Intuition Behind the Training Process in Machine Learning

Get a glimpse of how training works



This is an explainer of what is meant by training in Machine Learning, this is a simple guide to help you grasp the big picture only, but in reality, there are more details. Just follow the examples and try changing the numbers to test with different numbers.

We will discuss the following:


Introduction

Going into details on the parts of machine learning process is not our target for this page. Making it short, we need to perform the following:

  • Define model: \(y = w.x + b\)

  • Define target and input:

    • \(y = 24\)

    • \(x = 3\)

  • Define initial values: \(w=0.2\), \(b=0.4\)

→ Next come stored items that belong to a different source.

#[cfg(test)]
mod tests {
    use super::*;
    use chrono::{Duration, TimeZone};
    use gridshift_core::StaticEnergySource;
    use gridshift_reservation::{LifecycleStep, SimulatedReservationClient};

    fn noon() -> DateTime<Utc> {
        Utc.with_ymd_and_hms(2025, 11, 24, 12, 0, 0).unwrap()
    }

    fn quiet_policy() -> ExecutorPolicy {
        ExecutorPolicy {
            completion_probability: 0.0,
            ..ExecutorPolicy::default()
        }
    }

    struct Fixture {
        energy: Arc<StaticEnergySource>,
        client: Arc<SimulatedReservationClient>,
        executor: LocalExecutor,
    }

    fn fixture(capacity: u32, price: f64) -> Fixture {
        let energy = Arc::new(
            StaticEnergySource::new(EnergyReading::default())
                .with("Leeds", EnergyReading::new(price, 100.0, 40.0)),
        );
        let client = Arc::new(SimulatedReservationClient::new("provider-1"));
        let config = ExecutorConfig {
            name: "Leeds Node".to_string(),
            location: "Leeds".to_string(),
            capacity,
        };
        let mut executor = LocalExecutor::new(&config, quiet_policy(), energy.clone(), client.clone())
            .with_seed(7);
        executor.update(noon());
        Fixture {
            energy,
            client,
            executor,
        }
    }

    fn job(id: &str, hours: f64) -> ComputeJob {
        ComputeJob::new(id, 100.0, hours, 3, noon())
    }

    fn assert_capacity_invariant(executor: &LocalExecutor) {
        assert_eq!(
            executor.available_capacity() as usize + executor.running_job_ids().len(),
            executor.total_capacity() as usize
        );
    }

    #[test]
    fn score_is_unrated_until_first_update() {
        let config = ExecutorConfig {
            name: "x".to_string(),
            location: "x".to_string(),
            capacity: 1,
        };
        let executor = LocalExecutor::new(
            &config,
            quiet_policy(),
            Arc::new(StaticEnergySource::default()),
            Arc::new(SimulatedReservationClient::new("p")),
        );
        assert_eq!(executor.cost_score(), 100.0);
    }

    #[test]
    fn update_scores_by_price() {
        let cheap = fixture(1, 0.10);
        let dear = fixture(1, 0.50);
        assert!(cheap.executor.cost_score() < 70.0);
        assert!(dear.executor.cost_score() > 70.0);
        assert!((0.0..=100.0).contains(&dear.executor.cost_score()));
    }

    #[test]
    fn admits_and_schedules() {
        let mut f = fixture(2, 0.10);
        let admission = f.executor.assign_job(&job("job-1", 2.0), noon()).unwrap();

        assert_eq!(admission.executor, "Leeds Node");
        assert_eq!(admission.schedule.start_time, noon());
        assert_eq!(admission.schedule.end_time, noon() + Duration::hours(2));
        assert!(admission.order_id.is_some());
        assert_eq!(f.executor.available_capacity(), 1);
        assert_eq!(
            f.executor.running_job("job-1").map(|j| j.status),
            Some(JobStatus::Running)
        );
        assert_capacity_invariant(&f.executor);
    }

    #[test]
    fn future_start_is_respected() {
        let mut f = fixture(1, 0.10);
        let later = noon() + Duration::hours(3);
        let job = ComputeJob::new("job-1", 1.0, 1.0, 3, later);
        let admission = f.executor.assign_job(&job, noon()).unwrap();
        assert_eq!(admission.schedule.start_time, later);
    }

    #[test]
    fn full_executor_rejects() {
        let mut f = fixture(1, 0.10);
        f.executor.assign_job(&job("job-1", 1.0), noon()).unwrap();
        let err = f.executor.assign_job(&job("job-2", 1.0), noon()).unwrap_err();
        assert!(matches!(err, SchedulerError::CapacityExhausted { .. }));
        assert_eq!(f.client.call_count(LifecycleStep::Select), 1);
        assert_capacity_invariant(&f.executor);
    }

    #[test]
    fn failed_lifecycle_leaves_state_untouched() {
        for step in [LifecycleStep::Select, LifecycleStep::Init, LifecycleStep::Confirm] {
            let mut f = fixture(2, 0.10);
            f.client.fail_at(step);

            let err = f.executor.assign_job(&job("job-1", 1.0), noon()).unwrap_err();
            assert!(matches!(err, SchedulerError::ReservationFailed { .. }));
            assert_eq!(f.executor.available_capacity(), 2);
            assert!(!f.executor.has_job("job-1"));
        }
    }

    #[test]
    fn provider_cancellation_is_not_admission() {
        let mut f = fixture(1, 0.10);
        f.client.cancel_on_confirm(true);
        assert!(f.executor.assign_job(&job("job-1", 1.0), noon()).is_err());
        assert_eq!(f.executor.available_capacity(), 1);
    }

    #[test]
    fn jobs_finish_at_scheduled_end() {
        let mut f = fixture(2, 0.10);
        f.executor.assign_job(&job("short", 1.0), noon()).unwrap();
        f.executor.assign_job(&job("long", 5.0), noon()).unwrap();

        assert!(f.executor.update(noon() + Duration::minutes(30)).is_empty());
        let finished = f.executor.update(noon() + Duration::hours(1));
        assert_eq!(finished, vec!["short".to_string()]);
        assert_eq!(f.executor.available_capacity(), 1);
        assert_capacity_invariant(&f.executor);
    }

    #[test]
    fn certain_completion_drains_everything() {
        let mut f = fixture(3, 0.10);
        f.executor.policy.completion_probability = 1.0;
        f.executor.assign_job(&job("a", 10.0), noon()).unwrap();
        f.executor.assign_job(&job("b", 10.0), noon()).unwrap();

        let finished = f.executor.update(noon());
        assert_eq!(finished.len(), 2);
        assert_eq!(f.executor.available_capacity(), 3);
    }

    #[test]
    fn spike_detection_follows_price() {
        let mut f = fixture(1, 0.10);
        assert!(!f.executor.check_price_spike());

        f.energy.set("Leeds", EnergyReading::new(0.35, 100.0, 40.0));
        f.executor.update(noon());
        assert!(f.executor.check_price_spike());
    }

    #[test]
    fn workload_shift_needs_active_reservation() {
        let mut f = fixture(1, 0.10);
        assert!(!f.executor.trigger_workload_shift("missing", "Glasgow Node"));

        f.executor.assign_job(&job("job-1", 1.0), noon()).unwrap();
        assert!(f.executor.trigger_workload_shift("job-1", "Glasgow Node"));

        let updates = f.client.updates();
        assert_eq!(updates.len(), 1);
        assert!(matches!(
            &updates[0].action,
            UpdateAction::FlexibilityResponse { target, .. } if target == "Glasgow Node"
        ));
    }

    #[test]
    fn workload_shift_reports_provider_refusal() {
        let mut f = fixture(1, 0.10);
        f.executor.assign_job(&job("job-1", 1.0), noon()).unwrap();
        f.client.fail_at(LifecycleStep::Update);
        assert!(!f.executor.trigger_workload_shift("job-1", "Glasgow Node"));
    }

    #[test]
    fn release_frees_capacity() {
        let mut f = fixture(1, 0.10);
        f.executor.assign_job(&job("job-1", 1.0), noon()).unwrap();
        assert_eq!(
            f.executor.reservation_status("job-1"),
            Some(RemoteOrderState::Confirmed)
        );

        let released = f.executor.release_job("job-1").unwrap();
        assert_eq!(released.job_id, "job-1");
        assert_eq!(f.executor.available_capacity(), 1);
        assert!(f.executor.release_job("job-1").is_none());
        assert_eq!(f.executor.reservation_status("job-1"), None);
    }

    #[test]
    fn report_reflects_state() {
        let mut f = fixture(2, 0.10);
        f.executor.assign_job(&job("job-1", 1.0), noon()).unwrap();

        let report = f.executor.report();
        assert_eq!(report.name, "Leeds Node");
        assert_eq!(report.available_capacity, 1);
        assert_eq!(report.total_capacity, 2);
        assert_eq!(report.running_jobs, vec!["job-1".to_string()]);
        assert_eq!(report.price, 0.10);
        assert!(f.executor.summary().contains("1/2 free"));
    }
}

Our goal is to adjust the values of \(w\) and \(b\) so that when \(w\) multiplied by \(x\) then added with b the result is our target \(y\) value \(y = 24\).

Math

In the previous section, we defined the vlaues of \(w\) and \(b\) and \(x\). Let see if we plug these values in the model \(y = w.x + b\) what is the value of \(y\) we will get??

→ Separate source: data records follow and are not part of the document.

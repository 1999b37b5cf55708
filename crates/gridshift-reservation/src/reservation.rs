//! Local reservation records and the negotiation that creates them.
//!
//! A [`Reservation`] only ever leaves [`Reservation::negotiate`] in one of
//! two shapes: `Confirmed` (the caller may admit the job) or `Cancelled`
//! (inside a [`LifecycleFailure`], for logging). Intermediate states never
//! escape locally, and once the provider has an order a failed attempt is
//! reconciled against it: a provider-side confirmation is adopted, anything
//! else is released.

use chrono::{DateTime, Utc};
use serde::{Deserialize, Serialize};
use tracing::{debug, info, warn};
use uuid::Uuid;

use gridshift_core::JobId;

use crate::client::ReservationClient;
use crate::error::{ReservationError, ReservationResult};
use crate::types::{ConfirmOutcome, JobMetadata, RemoteOrderState, UpdateAction};

/// Local lifecycle state of a reservation.
#[derive(Debug, Clone, Copy, PartialEq, Eq, Hash, Serialize, Deserialize)]
#[serde(rename_all = "SCREAMING_SNAKE_CASE")]
pub enum ReservationState {
    QuoteRequested,
    Initialized,
    Confirmed,
    Cancelled,
    Completed,
}

impl ReservationState {
    pub fn is_terminal(self) -> bool {
        matches!(self, ReservationState::Cancelled | ReservationState::Completed)
    }

    fn can_transition_to(self, next: ReservationState) -> bool {
        use ReservationState::*;
        matches!(
            (self, next),
            (QuoteRequested, Initialized)
                | (Initialized, Confirmed)
                | (Confirmed, Completed)
                | (QuoteRequested | Initialized | Confirmed, Cancelled)
        )
    }
}

impl std::fmt::Display for ReservationState {
    fn fmt(&self, f: &mut std::fmt::Formatter<'_>) -> std::fmt::Result {
        let name = match self {
            ReservationState::QuoteRequested => "QUOTE_REQUESTED",
            ReservationState::Initialized => "INITIALIZED",
            ReservationState::Confirmed => "CONFIRMED",
            ReservationState::Cancelled => "CANCELLED",
            ReservationState::Completed => "COMPLETED",
        };
        f.write_str(name)
    }
}

/// A booking of one slot for one job.
#[derive(Debug, Clone, Serialize, Deserialize, PartialEq)]
pub struct Reservation {
    pub id: String,
    pub job_id: JobId,
    pub slot_id: String,
    /// Provider order id, known once `init` succeeds.
    pub order_id: Option<String>,
    pub state: ReservationState,
    pub created_at: DateTime<Utc>,
}

/// A negotiation that ended without a confirmed booking.
#[derive(Debug, Clone)]
pub struct LifecycleFailure {
    /// The discarded attempt, always `Cancelled`.
    pub reservation: Reservation,
    pub error: ReservationError,
}

impl Reservation {
    pub fn new(job_id: impl Into<JobId>, slot_id: impl Into<String>, now: DateTime<Utc>) -> Self {
        Self {
            id: format!("rsv-{}", Uuid::new_v4()),
            job_id: job_id.into(),
            slot_id: slot_id.into(),
            order_id: None,
            state: ReservationState::QuoteRequested,
            created_at: now,
        }
    }

    /// Confirmed reservations hold capacity.
    pub fn is_active(&self) -> bool {
        self.state == ReservationState::Confirmed
    }

    pub fn transition(&mut self, next: ReservationState) -> ReservationResult<()> {
        if !self.state.can_transition_to(next) {
            return Err(ReservationError::InvalidTransition {
                from: self.state.to_string(),
                to: next.to_string(),
            });
        }
        debug!(
            reservation = %self.id,
            job = %self.job_id,
            from = %self.state,
            to = %next,
            "reservation transition"
        );
        self.state = next;
        Ok(())
    }

    /// Mark a confirmed booking's job as finished.
    pub fn complete(&mut self) -> ReservationResult<()> {
        self.transition(ReservationState::Completed)
    }

    /// Cancel from any non-terminal state. Cancelling a terminal reservation is a no-op.
    pub fn cancel(&mut self) {
        if !self.state.is_terminal() {
            self.state = ReservationState::Cancelled;
        }
    }

    /// Run select → init → confirm against a provider.
    ///
    /// Returns a `Confirmed` reservation, or a failure carrying the
    /// cancelled attempt and the error of the step that broke.
    pub fn negotiate(
        client: &dyn ReservationClient,
        slot_id: &str,
        buyer_id: &str,
        job: &JobMetadata,
        now: DateTime<Utc>,
    ) -> Result<Reservation, LifecycleFailure> {
        let mut reservation = Reservation::new(job.job_id.clone(), slot_id, now);

        match reservation.drive(client, buyer_id, job) {
            Ok(()) => Ok(reservation),
            Err(error) => {
                if reservation.reconcile(client, &error) {
                    return Ok(reservation);
                }
                reservation.cancel();
                warn!(
                    job = %job.job_id,
                    slot = %slot_id,
                    step = ?error.step(),
                    error = %error,
                    "reservation attempt discarded"
                );
                Err(LifecycleFailure { reservation, error })
            }
        }
    }

    fn drive(
        &mut self,
        client: &dyn ReservationClient,
        buyer_id: &str,
        job: &JobMetadata,
    ) -> ReservationResult<()> {
        let quote = client.select(&self.slot_id, buyer_id)?;

        let order = client.init(&quote, job)?;
        self.order_id = Some(order.order_id.clone());
        self.transition(ReservationState::Initialized)?;

        match client.confirm(&order)? {
            ConfirmOutcome::Confirmed { order_id } => {
                self.order_id = Some(order_id);
                self.transition(ReservationState::Confirmed)
            }
            ConfirmOutcome::Cancelled { order_id } => Err(ReservationError::Cancelled(order_id)),
        }
    }

    /// Settle the provider order behind a failed attempt. Returns `true`
    /// when the provider holds it as active and the reservation adopted it.
    fn reconcile(&mut self, client: &dyn ReservationClient, error: &ReservationError) -> bool {
        let Some(order_id) = self.order_id.clone() else {
            return false;
        };

        let remote = client.status(&order_id);
        if remote.is_active() && self.state == ReservationState::Initialized {
            info!(
                reservation = %self.id,
                job = %self.job_id,
                order = %order_id,
                ?remote,
                error = %error,
                "provider holds order after failed step, adopting"
            );
            return self.transition(ReservationState::Confirmed).is_ok();
        }
        if matches!(remote, RemoteOrderState::Cancelled | RemoteOrderState::Completed) {
            return false;
        }

        let release = UpdateAction::Release {
            reason: format!("reservation {} abandoned: {error}", self.id),
        };
        match client.update(&order_id, &release) {
            Ok(_) => debug!(reservation = %self.id, order = %order_id, "provider order released"),
            Err(e) => warn!(
                reservation = %self.id,
                order = %order_id,
                error = %e,
                "could not release provider order"
            ),
        }
        false
    }
}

\[ \hat{y} = w \cdot x + b \\ = 0.2 \times 3 + 0.4 \\ = 0.6 + 0.4 \\ = 1.0 \]

This is far from our target \(y = 24\). How to modify the values of \(w\) and \(b\) so that the above equation returns the target value \(y = 24\) ??

How did we know that we are far from the target?? It is simple, we just subtracted the results \((\hat{y}=1)\) , this is also called predicted value, we subtract it from the target \(y = 24\).

This is in machine learning terms called: finding the error using a loss function.

Therefore, in this example we define the loss function as follows:

\[ Loss = (\hat{y} - y_{target})^2 \]

We use the square only to prevent dealing with negative values, because we only care about distance from the target, not the direction.


Great! Now, how can we actually build an algorithm—a training loop—that automatically tweaks the values of \(w\) and \(b\) until our model’s output matches the target \(y = 24\)? In other words, how does the machine learn the best values for \(w\) and \(b\)?

Here are the steps:

  1.  Start with a random guess for \(w\) and \(b\).

  2.  Plug in the values in the model to get \(\hat{y}\) (Prediction).

  3.  Calculate the error using the Loss function.

  4.  Based on the loss adjust the values of \(w\) and \(b\).

  5.  Loop back again with new using the new \(w\) and \(b\).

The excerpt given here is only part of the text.